▼

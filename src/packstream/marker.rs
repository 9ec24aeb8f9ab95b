//! PackStream marker byte constants.

// Null
pub const NULL: u8 = 0xC0;

// Boolean
pub const FALSE: u8 = 0xC2;
pub const TRUE: u8 = 0xC3;

// Float (IEEE 754 double-precision)
pub const FLOAT_64: u8 = 0xC1;

// Integer (beyond TINY_INT range)
pub const INT_8: u8 = 0xC8;
pub const INT_16: u8 = 0xC9;
pub const INT_32: u8 = 0xCA;
pub const INT_64: u8 = 0xCB;

// TINY_INT: single byte, range -16..=127
// Positive: 0x00..=0x7F (0..127)
// Negative: 0xF0..=0xFF (-16..-1)
pub const TINY_INT_MIN: i64 = -16;
pub const TINY_INT_MAX: i64 = 127;

// Bytes (no tiny form)
pub const BYTES_8: u8 = 0xCC;
pub const BYTES_16: u8 = 0xCD;
pub const BYTES_32: u8 = 0xCE;

// String
// TINY_STRING: 0x80..=0x8F (high nibble 0x8, low = byte length 0..15)
pub const STRING_8: u8 = 0xD0;
pub const STRING_16: u8 = 0xD1;
pub const STRING_32: u8 = 0xD2;

// List
// TINY_LIST: 0x90..=0x9F (high nibble 0x9, low = item count 0..15)
pub const LIST_8: u8 = 0xD4;
pub const LIST_16: u8 = 0xD5;
pub const LIST_32: u8 = 0xD6;
pub const LIST_STREAM: u8 = 0xD7;

// Map
// TINY_MAP: 0xA0..=0xAF (high nibble 0xA, low = entry count 0..15)
pub const MAP_8: u8 = 0xD8;
pub const MAP_16: u8 = 0xD9;
pub const MAP_32: u8 = 0xDA;
pub const MAP_STREAM: u8 = 0xDB;

// Structure
// TINY_STRUCT: 0xB0..=0xBF (high nibble 0xB, low = field count 0..15)
pub const STRUCT_8: u8 = 0xDC;
pub const STRUCT_16: u8 = 0xDD;

// Terminates LIST_STREAM and MAP_STREAM.
pub const END_OF_STREAM: u8 = 0xDF;

// High-nibble masks for tiny types.
pub const TINY_STRING_NIBBLE: u8 = 0x80;
pub const TINY_LIST_NIBBLE: u8 = 0x90;
pub const TINY_MAP_NIBBLE: u8 = 0xA0;
pub const TINY_STRUCT_NIBBLE: u8 = 0xB0;

/// Sizes below this fit in the low nibble of a tiny marker.
pub const TINY_SIZE_LIMIT: usize = 0x10;

/// Returns the length carried in the low nibble of a tiny marker.
pub const fn tiny_size(marker: u8) -> usize {
    (marker & 0x0F) as usize
}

▲

Word for word, give the entire listing again.

filename src/packstream/marker.rs
repository 9ec24aeb8f9ab95b
//! PackStream marker byte constants.

// Null
pub const NULL: u8 = 0xC0;

// Boolean
pub const FALSE: u8 = 0xC2;
pub const TRUE: u8 = 0xC3;

// Float (IEEE 754 double-precision)
pub const FLOAT_64: u8 = 0xC1;

// Integer (beyond TINY_INT range)
pub const INT_8: u8 = 0xC8;
pub const INT_16: u8 = 0xC9;
pub const INT_32: u8 = 0xCA;
pub const INT_64: u8 = 0xCB;

// TINY_INT: single byte, range -16..=127
// Positive: 0x00..=0x7F (0..127)
// Negative: 0xF0..=0xFF (-16..-1)
pub const TINY_INT_MIN: i64 = -16;
pub const TINY_INT_MAX: i64 = 127;

// Bytes (no tiny form)
pub const BYTES_8: u8 = 0xCC;
pub const BYTES_16: u8 = 0xCD;
pub const BYTES_32: u8 = 0xCE;

// String
// TINY_STRING: 0x80..=0x8F (high nibble 0x8, low = byte length 0..15)
pub const STRING_8: u8 = 0xD0;
pub const STRING_16: u8 = 0xD1;
pub const STRING_32: u8 = 0xD2;

// List
// TINY_LIST: 0x90..=0x9F (high nibble 0x9, low = item count 0..15)
pub const LIST_8: u8 = 0xD4;
pub const LIST_16: u8 = 0xD5;
pub const LIST_32: u8 = 0xD6;
pub const LIST_STREAM: u8 = 0xD7;

// Map
// TINY_MAP: 0xA0..=0xAF (high nibble 0xA, low = entry count 0..15)
pub const MAP_8: u8 = 0xD8;
pub const MAP_16: u8 = 0xD9;
pub const MAP_32: u8 = 0xDA;
pub const MAP_STREAM: u8 = 0xDB;

// Structure
// TINY_STRUCT: 0xB0..=0xBF (high nibble 0xB, low = field count 0..15)
pub const STRUCT_8: u8 = 0xDC;
pub const STRUCT_16: u8 = 0xDD;

// Terminates LIST_STREAM and MAP_STREAM.
pub const END_OF_STREAM: u8 = 0xDF;

// High-nibble masks for tiny types.
pub const TINY_STRING_NIBBLE: u8 = 0x80;
pub const TINY_LIST_NIBBLE: u8 = 0x90;
pub const TINY_MAP_NIBBLE: u8 = 0xA0;
pub const TINY_STRUCT_NIBBLE: u8 = 0xB0;

/// Sizes below this fit in the low nibble of a tiny marker.
pub const TINY_SIZE_LIMIT: usize = 0x10;

/// Returns the length carried in the low nibble of a tiny marker.
pub const fn tiny_size(marker: u8) -> usize {
    (marker & 0x0F) as usize
}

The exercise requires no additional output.